[Stored data entries]
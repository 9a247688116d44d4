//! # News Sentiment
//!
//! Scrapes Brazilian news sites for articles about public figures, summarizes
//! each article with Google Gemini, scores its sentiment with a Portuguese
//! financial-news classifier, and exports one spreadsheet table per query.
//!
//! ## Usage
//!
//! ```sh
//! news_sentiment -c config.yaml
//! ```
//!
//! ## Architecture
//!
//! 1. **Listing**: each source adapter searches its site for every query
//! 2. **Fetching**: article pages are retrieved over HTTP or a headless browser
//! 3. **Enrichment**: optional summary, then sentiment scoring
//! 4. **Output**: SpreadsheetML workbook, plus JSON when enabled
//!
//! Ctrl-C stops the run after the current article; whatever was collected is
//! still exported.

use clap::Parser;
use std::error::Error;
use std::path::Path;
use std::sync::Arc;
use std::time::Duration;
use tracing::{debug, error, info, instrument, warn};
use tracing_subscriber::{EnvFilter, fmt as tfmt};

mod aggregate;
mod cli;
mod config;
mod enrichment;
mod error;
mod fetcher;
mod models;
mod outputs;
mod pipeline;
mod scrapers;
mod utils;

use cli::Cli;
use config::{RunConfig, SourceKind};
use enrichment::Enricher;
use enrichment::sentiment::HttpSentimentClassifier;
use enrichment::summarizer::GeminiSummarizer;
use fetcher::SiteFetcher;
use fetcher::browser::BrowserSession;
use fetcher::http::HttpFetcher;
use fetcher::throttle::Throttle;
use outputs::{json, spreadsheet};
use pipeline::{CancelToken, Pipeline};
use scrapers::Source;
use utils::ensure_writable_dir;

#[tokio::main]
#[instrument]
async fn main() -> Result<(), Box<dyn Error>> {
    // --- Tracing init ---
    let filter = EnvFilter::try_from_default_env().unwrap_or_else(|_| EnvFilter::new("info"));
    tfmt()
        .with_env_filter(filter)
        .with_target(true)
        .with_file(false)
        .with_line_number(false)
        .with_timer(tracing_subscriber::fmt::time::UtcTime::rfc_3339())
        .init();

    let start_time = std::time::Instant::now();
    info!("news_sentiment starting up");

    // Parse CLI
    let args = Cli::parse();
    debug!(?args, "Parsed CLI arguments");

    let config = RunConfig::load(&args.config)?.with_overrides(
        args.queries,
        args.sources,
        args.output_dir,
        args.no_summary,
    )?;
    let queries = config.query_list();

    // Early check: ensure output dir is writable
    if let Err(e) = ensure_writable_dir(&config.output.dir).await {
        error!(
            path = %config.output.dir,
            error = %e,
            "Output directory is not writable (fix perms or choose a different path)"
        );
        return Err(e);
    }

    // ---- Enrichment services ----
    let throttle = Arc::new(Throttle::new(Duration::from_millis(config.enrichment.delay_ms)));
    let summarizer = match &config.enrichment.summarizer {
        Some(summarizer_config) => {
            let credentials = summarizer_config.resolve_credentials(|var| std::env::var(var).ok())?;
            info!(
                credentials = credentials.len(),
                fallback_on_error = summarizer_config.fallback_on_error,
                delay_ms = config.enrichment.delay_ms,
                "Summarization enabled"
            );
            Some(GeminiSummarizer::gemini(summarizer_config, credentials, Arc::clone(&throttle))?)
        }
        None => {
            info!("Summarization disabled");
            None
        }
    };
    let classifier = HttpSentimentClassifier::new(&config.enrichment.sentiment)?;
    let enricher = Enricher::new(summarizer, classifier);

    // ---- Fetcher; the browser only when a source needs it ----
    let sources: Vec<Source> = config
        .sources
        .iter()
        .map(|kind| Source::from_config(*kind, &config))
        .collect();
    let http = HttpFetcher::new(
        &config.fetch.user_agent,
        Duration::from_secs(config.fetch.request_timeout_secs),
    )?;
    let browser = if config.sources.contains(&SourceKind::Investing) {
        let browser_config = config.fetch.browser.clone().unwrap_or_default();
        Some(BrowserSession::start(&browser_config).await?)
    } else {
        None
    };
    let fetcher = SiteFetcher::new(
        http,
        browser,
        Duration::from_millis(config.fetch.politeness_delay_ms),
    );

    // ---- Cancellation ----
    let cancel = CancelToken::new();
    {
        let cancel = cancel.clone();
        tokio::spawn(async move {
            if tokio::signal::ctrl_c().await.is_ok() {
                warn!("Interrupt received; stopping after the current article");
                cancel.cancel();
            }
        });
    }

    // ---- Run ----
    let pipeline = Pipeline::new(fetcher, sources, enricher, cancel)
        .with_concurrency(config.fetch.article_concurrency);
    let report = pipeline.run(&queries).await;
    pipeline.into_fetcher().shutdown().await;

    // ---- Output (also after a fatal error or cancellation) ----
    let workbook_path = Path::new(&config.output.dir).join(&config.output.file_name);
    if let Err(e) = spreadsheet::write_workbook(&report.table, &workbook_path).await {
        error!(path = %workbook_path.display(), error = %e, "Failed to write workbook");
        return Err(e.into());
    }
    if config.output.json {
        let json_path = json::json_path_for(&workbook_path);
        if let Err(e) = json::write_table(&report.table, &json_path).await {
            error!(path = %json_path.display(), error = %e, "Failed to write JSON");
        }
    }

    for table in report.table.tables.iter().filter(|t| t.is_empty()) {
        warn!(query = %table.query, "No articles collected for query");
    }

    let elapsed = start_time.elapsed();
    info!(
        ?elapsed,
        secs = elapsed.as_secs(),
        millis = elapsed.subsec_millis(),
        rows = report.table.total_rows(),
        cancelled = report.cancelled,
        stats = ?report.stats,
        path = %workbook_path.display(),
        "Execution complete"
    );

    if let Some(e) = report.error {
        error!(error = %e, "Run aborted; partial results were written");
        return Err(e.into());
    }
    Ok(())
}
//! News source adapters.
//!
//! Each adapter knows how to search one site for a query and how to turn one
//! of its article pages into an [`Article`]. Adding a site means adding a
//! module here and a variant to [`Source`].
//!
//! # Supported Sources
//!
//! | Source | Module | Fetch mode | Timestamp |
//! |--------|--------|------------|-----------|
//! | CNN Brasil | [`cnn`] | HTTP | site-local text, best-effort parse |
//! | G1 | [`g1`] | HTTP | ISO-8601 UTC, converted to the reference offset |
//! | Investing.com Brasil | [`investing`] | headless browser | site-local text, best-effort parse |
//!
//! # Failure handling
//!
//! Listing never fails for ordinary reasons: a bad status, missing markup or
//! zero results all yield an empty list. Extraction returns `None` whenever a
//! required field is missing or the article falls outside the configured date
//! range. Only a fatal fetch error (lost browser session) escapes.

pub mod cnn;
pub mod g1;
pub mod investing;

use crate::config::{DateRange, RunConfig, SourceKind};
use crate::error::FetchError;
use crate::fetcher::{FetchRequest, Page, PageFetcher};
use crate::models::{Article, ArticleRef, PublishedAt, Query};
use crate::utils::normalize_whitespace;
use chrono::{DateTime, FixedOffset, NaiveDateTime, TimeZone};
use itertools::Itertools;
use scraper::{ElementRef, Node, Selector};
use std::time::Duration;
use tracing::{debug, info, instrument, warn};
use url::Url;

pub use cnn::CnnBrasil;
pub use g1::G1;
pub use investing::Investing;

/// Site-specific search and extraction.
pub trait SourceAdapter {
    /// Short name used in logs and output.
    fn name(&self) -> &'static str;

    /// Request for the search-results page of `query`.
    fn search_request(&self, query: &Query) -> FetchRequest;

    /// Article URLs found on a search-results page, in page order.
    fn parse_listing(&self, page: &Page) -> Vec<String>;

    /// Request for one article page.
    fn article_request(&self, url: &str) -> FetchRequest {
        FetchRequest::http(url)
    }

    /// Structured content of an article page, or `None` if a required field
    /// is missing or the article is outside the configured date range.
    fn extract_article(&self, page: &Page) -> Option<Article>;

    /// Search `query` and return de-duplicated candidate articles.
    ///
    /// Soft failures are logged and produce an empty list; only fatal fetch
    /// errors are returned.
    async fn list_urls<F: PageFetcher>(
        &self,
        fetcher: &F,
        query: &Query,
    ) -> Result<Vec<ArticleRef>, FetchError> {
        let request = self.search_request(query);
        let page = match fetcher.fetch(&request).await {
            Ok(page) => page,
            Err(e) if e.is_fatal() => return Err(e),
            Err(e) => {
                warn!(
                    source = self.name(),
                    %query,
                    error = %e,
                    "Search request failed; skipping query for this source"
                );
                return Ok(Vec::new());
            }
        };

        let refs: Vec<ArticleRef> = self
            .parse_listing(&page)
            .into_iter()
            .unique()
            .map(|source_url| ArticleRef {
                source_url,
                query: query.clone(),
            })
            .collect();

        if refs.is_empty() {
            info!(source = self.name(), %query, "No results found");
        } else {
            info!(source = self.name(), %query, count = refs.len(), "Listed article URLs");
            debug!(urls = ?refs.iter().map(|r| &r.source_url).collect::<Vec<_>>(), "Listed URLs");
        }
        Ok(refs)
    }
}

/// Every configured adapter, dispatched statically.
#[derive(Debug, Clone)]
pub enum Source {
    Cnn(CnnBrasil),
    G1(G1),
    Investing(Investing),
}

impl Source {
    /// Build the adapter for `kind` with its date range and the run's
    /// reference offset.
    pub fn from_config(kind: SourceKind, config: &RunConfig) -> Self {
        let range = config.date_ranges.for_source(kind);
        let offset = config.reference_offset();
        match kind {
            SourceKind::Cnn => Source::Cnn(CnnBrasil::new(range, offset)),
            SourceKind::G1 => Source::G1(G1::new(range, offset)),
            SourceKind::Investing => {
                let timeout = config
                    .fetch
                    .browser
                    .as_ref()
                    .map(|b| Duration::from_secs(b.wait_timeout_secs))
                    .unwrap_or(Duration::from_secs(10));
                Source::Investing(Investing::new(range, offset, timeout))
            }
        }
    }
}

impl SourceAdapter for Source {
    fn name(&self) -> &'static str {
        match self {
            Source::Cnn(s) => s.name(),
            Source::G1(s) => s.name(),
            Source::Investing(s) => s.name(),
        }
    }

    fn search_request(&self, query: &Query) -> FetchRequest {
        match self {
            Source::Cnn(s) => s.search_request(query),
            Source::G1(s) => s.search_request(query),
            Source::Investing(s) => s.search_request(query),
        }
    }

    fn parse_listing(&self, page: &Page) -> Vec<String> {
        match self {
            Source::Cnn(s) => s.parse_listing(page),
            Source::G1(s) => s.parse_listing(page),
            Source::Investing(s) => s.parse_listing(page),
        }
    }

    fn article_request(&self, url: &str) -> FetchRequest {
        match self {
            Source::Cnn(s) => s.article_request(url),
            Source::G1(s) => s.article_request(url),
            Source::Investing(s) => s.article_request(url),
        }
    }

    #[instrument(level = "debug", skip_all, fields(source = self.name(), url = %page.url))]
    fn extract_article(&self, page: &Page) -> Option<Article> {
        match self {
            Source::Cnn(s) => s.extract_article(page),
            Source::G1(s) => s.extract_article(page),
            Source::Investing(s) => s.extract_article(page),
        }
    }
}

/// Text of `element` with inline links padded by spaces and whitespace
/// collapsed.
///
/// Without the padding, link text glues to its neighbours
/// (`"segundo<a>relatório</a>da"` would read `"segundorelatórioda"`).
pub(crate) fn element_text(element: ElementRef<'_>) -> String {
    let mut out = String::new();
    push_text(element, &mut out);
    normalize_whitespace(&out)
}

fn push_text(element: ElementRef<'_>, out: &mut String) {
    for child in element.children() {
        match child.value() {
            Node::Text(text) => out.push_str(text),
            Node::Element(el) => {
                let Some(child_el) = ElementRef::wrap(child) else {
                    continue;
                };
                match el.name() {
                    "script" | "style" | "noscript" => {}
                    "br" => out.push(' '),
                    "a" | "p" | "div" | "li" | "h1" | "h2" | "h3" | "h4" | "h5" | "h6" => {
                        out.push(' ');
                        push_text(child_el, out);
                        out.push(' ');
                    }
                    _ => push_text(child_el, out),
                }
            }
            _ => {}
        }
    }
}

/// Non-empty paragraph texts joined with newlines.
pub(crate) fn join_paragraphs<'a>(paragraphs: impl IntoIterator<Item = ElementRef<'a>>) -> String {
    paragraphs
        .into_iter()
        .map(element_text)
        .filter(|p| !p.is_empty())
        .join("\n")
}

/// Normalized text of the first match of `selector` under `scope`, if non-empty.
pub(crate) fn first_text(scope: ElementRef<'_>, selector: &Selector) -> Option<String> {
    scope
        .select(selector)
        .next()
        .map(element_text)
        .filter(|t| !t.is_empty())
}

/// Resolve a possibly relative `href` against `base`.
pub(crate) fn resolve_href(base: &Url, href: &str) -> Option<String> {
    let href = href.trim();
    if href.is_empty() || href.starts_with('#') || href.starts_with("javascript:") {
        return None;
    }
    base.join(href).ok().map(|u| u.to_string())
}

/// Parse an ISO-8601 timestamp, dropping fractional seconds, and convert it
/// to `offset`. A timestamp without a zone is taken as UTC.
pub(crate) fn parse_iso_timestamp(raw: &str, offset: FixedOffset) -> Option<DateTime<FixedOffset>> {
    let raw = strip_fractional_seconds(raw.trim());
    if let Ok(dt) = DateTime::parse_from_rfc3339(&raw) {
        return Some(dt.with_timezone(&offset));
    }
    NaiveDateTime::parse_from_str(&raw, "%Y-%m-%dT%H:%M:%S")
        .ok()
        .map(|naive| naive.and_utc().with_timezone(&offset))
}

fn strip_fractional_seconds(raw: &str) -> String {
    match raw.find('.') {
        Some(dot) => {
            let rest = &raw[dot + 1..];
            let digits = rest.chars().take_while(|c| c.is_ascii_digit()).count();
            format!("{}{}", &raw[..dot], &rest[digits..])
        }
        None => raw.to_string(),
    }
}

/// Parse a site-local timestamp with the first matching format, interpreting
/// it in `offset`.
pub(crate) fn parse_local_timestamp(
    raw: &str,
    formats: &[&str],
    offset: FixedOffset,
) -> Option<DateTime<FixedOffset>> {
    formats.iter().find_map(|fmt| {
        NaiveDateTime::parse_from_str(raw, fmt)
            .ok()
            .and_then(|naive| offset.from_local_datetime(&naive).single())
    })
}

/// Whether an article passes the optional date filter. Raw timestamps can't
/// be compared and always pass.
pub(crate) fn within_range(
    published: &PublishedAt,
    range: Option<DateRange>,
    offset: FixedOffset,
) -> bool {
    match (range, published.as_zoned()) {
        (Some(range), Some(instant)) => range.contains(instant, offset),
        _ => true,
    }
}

==

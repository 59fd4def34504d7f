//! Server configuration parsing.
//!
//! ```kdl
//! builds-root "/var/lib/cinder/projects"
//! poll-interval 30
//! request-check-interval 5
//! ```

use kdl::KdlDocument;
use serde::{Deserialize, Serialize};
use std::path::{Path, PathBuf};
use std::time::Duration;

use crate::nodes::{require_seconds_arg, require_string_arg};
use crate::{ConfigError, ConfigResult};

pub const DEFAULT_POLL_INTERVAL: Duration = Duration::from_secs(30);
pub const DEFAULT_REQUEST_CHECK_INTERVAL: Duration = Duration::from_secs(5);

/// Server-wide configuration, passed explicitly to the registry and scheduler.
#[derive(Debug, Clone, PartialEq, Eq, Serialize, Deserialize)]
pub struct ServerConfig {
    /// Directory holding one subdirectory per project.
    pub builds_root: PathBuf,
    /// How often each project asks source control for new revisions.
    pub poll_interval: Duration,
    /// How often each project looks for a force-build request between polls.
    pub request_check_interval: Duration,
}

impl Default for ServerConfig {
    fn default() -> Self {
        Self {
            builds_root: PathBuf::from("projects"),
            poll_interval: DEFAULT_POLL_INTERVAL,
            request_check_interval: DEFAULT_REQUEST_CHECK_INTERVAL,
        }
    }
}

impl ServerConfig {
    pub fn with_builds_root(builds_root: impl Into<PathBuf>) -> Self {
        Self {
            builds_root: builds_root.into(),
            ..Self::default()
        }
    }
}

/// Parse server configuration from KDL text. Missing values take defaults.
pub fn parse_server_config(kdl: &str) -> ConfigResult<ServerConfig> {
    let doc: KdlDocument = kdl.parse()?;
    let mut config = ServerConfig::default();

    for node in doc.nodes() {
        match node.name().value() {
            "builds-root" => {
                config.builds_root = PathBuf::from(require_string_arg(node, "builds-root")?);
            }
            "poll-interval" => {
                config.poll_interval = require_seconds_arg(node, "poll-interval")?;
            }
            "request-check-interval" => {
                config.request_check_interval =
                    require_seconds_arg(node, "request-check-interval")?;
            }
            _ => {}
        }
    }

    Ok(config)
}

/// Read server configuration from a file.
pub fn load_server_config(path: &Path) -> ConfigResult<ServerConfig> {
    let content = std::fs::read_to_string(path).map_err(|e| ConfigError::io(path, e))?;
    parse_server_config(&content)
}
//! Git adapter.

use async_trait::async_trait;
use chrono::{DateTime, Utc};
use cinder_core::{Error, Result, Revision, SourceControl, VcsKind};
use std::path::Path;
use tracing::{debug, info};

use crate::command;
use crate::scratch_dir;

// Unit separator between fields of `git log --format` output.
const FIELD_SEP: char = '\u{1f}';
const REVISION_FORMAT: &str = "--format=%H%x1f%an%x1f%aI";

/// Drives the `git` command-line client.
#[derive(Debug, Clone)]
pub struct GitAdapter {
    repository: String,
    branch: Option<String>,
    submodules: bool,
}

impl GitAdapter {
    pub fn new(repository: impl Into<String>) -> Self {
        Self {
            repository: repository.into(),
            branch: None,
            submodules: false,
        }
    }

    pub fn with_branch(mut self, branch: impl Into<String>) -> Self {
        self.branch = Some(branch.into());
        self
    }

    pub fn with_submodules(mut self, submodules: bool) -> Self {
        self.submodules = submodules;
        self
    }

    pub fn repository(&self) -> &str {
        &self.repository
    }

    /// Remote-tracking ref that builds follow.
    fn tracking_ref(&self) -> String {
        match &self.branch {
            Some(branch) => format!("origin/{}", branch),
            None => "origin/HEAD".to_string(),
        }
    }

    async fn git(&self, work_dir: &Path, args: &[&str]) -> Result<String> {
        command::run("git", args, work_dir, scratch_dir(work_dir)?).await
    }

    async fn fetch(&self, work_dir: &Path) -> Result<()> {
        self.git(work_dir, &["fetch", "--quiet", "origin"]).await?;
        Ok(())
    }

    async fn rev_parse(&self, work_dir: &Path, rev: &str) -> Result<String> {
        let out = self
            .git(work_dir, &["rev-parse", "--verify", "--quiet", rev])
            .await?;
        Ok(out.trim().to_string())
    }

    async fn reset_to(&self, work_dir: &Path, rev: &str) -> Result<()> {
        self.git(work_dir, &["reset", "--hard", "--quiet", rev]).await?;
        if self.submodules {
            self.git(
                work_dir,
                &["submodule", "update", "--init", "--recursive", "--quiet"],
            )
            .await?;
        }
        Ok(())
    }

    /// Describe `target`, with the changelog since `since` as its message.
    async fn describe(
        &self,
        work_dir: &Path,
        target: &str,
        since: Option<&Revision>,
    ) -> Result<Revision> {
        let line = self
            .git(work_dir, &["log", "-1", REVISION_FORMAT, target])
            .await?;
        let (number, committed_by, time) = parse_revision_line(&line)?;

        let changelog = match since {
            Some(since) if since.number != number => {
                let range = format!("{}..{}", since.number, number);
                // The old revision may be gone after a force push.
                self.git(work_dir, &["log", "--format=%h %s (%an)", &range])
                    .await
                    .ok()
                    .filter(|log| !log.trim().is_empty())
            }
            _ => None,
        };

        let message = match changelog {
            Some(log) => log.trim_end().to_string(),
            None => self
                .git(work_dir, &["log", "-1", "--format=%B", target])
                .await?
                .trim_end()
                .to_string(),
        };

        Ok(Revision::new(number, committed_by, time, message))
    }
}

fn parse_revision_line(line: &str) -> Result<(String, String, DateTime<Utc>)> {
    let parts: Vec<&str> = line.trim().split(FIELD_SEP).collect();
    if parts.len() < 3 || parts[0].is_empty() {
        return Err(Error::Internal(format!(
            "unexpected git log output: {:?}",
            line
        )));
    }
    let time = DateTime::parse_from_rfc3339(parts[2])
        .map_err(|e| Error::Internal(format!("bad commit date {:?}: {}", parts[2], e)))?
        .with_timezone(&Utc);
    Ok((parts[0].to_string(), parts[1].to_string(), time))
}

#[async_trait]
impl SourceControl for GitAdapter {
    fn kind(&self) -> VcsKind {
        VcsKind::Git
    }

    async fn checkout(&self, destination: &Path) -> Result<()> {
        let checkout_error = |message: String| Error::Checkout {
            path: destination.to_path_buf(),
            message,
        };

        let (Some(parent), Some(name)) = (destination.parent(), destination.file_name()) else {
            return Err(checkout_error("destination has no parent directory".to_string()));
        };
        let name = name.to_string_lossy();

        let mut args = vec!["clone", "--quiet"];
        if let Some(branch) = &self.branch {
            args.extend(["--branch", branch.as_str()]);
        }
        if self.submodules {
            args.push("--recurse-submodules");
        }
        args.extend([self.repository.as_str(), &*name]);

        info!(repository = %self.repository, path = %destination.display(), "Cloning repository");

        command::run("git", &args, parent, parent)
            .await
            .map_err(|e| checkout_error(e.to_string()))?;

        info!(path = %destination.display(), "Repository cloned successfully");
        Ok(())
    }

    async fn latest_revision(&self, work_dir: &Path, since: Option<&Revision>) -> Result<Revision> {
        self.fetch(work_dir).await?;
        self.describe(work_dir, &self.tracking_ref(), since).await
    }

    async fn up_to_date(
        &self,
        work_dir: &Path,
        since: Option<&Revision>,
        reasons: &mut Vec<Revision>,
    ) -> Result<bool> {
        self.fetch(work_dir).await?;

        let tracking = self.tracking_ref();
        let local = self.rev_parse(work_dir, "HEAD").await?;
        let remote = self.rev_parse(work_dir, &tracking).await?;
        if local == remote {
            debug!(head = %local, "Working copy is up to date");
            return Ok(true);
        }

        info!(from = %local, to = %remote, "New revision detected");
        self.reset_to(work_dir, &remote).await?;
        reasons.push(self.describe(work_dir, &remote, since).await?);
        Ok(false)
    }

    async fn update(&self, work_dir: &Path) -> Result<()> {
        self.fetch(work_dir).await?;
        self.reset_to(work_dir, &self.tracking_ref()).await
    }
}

* * *

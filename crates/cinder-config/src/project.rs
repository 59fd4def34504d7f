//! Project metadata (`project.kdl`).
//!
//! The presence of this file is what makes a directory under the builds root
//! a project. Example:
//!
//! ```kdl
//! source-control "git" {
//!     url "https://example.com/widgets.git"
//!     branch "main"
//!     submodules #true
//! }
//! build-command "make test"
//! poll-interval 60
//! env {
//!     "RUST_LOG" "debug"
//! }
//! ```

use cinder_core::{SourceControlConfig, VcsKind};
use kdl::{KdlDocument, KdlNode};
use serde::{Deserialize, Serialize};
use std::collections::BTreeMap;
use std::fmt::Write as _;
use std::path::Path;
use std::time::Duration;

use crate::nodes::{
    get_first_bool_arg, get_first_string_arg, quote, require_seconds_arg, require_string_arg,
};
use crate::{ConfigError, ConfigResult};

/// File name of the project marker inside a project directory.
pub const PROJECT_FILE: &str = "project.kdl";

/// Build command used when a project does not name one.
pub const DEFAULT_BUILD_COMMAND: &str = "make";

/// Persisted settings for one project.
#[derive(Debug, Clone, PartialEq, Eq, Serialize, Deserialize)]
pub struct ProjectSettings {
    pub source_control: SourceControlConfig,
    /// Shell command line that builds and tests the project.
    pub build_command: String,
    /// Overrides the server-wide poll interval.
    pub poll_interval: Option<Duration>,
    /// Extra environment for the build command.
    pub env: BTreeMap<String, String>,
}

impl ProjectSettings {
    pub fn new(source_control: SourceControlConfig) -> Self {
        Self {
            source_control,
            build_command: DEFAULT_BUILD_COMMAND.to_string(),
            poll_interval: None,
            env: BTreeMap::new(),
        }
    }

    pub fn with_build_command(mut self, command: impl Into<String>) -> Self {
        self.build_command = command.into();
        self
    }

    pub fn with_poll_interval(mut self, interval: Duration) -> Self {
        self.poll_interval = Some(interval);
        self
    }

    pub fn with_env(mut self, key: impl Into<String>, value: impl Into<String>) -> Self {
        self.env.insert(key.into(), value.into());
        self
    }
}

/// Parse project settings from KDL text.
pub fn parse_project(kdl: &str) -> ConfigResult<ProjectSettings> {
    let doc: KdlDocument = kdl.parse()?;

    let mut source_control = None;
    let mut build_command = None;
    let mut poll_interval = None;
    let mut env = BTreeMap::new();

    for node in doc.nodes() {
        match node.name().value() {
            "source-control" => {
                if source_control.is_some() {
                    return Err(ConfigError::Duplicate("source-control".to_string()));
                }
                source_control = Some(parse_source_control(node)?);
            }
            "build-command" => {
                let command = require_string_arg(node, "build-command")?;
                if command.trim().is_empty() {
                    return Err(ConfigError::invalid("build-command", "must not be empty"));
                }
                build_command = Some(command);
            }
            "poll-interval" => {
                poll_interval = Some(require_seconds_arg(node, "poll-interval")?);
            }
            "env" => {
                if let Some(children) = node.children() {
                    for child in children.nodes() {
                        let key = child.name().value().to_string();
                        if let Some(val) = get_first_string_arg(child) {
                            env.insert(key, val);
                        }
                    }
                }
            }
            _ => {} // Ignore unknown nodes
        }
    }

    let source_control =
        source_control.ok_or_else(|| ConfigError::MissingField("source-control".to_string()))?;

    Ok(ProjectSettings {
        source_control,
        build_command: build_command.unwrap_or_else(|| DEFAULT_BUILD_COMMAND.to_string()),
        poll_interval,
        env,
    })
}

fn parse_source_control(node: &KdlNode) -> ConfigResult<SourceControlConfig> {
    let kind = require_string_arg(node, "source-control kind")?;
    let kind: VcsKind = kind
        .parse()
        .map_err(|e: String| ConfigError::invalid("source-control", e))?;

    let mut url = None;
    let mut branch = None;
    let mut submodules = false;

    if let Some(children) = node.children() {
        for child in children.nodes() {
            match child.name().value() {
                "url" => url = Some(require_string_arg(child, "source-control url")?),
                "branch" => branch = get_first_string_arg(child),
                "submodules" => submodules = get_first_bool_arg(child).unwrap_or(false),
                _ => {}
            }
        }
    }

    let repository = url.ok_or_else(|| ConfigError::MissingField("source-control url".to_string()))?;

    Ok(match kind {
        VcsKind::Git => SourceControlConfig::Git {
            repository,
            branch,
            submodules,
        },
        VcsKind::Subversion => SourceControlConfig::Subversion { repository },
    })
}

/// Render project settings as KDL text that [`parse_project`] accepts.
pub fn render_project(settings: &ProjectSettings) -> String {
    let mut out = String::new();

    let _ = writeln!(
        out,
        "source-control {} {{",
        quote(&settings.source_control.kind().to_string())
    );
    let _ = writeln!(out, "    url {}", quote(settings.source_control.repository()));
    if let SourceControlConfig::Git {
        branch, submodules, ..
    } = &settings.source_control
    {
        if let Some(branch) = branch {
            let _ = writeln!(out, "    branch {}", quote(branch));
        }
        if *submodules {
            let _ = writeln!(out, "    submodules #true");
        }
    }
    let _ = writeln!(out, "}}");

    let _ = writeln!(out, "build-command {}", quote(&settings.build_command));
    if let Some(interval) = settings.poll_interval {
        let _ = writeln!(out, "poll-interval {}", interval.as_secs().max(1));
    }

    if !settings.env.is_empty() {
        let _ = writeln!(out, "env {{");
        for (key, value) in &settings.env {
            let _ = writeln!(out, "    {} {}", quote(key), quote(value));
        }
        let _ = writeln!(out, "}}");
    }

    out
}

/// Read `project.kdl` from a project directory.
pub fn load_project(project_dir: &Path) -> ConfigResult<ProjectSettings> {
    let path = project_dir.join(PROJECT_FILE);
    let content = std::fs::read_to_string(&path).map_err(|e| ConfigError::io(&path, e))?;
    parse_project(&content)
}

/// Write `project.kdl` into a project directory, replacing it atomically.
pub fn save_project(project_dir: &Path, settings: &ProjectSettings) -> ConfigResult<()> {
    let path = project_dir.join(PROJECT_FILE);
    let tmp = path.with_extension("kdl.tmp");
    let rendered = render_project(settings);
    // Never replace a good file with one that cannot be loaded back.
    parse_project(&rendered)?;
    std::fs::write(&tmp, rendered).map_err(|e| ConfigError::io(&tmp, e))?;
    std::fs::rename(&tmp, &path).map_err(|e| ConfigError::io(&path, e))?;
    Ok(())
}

#### Task item
Find and copy each line of the data where "after" is present.

#### Result
//! Ctrl-C stops the run after the current article; whatever was collected is
                warn!("Interrupt received; stopping after the current article");
    // ---- Output (also after a fatal error or cancellation) ----
                // The old revision may be gone after a force push.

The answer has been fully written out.